Scan the entries below for the word "RawRecord". Copy out every line in which it occurs.

##### Material provided #####

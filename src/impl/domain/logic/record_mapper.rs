use chrono::{DateTime, Utc};

use crate::entities::{
    CanonicalAddress, RawAmount, RawRecord, RecordPayload, StoreTag, Transaction, TransactionForm,
};

use super::utils::{lenient_float, non_blank, parse_timestamp};

pub const UNNAMED_TRANSACTION: &str = "Sem descrição";
pub const UNCATEGORIZED: &str = "Outros";

/// Applies the sign convention: incomes are stored and shown positive,
/// expenses negative, whatever sign the value had upstream.
pub fn signed_amount(store: StoreTag, value: f64) -> f64 {
    match store {
        StoreTag::Incomes => value.abs(),
        StoreTag::Expenses => -value.abs(),
    }
}

pub struct RecordMapper;

impl RecordMapper {
    pub fn to_transaction(raw: RawRecord) -> Transaction {
        let origin = raw.origin();
        let (fields, store_date) = match raw {
            RawRecord::Expense(r) => (r.fields, r.spent_on),
            RawRecord::Income(r) => (r.fields, r.earned_on),
        };

        let value = Self::amount_value(fields.id, origin, &fields.amount);
        let created_at = fields.created_at.as_deref().and_then(parse_timestamp);
        let date = Self::effective_date(fields.id, origin, store_date.as_deref(), created_at);
        let name = non_blank(fields.name.as_deref())
            .or(non_blank(fields.description.as_deref()))
            .unwrap_or(UNNAMED_TRANSACTION)
            .to_string();
        let category = non_blank(fields.category.as_deref())
            .unwrap_or(UNCATEGORIZED)
            .to_string();

        Transaction {
            id: fields.id,
            owner: fields.owner.unwrap_or_default(),
            name,
            amount: signed_amount(origin, value),
            category,
            date,
            created_at,
            origin,
        }
    }

    pub fn to_payload(form: &TransactionForm, owner: &CanonicalAddress) -> RecordPayload {
        let store = form.kind.store();
        RecordPayload {
            store,
            owner: owner.to_string(),
            name: form.description.trim().to_string(),
            amount: signed_amount(store, form.amount),
            category: form.category_id.clone(),
            date: form.date,
        }
    }

    fn amount_value(id: i64, origin: StoreTag, amount: &RawAmount) -> f64 {
        match amount {
            RawAmount::Missing => 0.0,
            RawAmount::Number(v) if v.is_finite() => *v,
            RawAmount::Number(v) => {
                log::warn!("{origin} row {id}: non-finite amount {v}, using 0");
                0.0
            }
            RawAmount::Text(s) => lenient_float(s).unwrap_or_else(|| {
                log::warn!("{origin} row {id}: unparsable amount '{s}', using 0");
                0.0
            }),
        }
    }

    fn effective_date(
        id: i64,
        origin: StoreTag,
        store_date: Option<&str>,
        created_at: Option<DateTime<Utc>>,
    ) -> DateTime<Utc> {
        let parsed = store_date.and_then(|s| {
            let parsed = parse_timestamp(s);
            if parsed.is_none() && !s.trim().is_empty() {
                log::warn!("{origin} row {id}: unparsable date '{s}'");
            }
            parsed
        });
        parsed.or(created_at).unwrap_or_else(|| {
            log::warn!("{origin} row {id}: no usable date, using current time");
            Utc::now()
        })
    }
}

#####

### Completed task
    CanonicalAddress, RawAmount, RawRecord, RecordPayload, StoreTag, Transaction, TransactionForm,
    pub fn to_transaction(raw: RawRecord) -> Transaction {
            RawRecord::Expense(r) => (r.fields, r.spent_on),
            RawRecord::Income(r) => (r.fields, r.earned_on),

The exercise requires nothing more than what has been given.